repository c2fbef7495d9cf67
pub mod commands;
pub mod handlers;
pub mod output;
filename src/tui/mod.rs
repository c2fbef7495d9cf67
pub mod app;
pub mod input;
pub mod render;
pub mod theme;

pub use app::run;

# # # # # # #

WORK TASK
Please output the records shown above, with every character intact.

EXERCISE RESPONSE
repository c2fbef7495d9cf67
pub mod commands;
pub mod handlers;
pub mod output;
filename src/tui/mod.rs
repository c2fbef7495d9cf67
pub mod app;
pub mod input;
pub mod render;
pub mod theme;

pub use app::run;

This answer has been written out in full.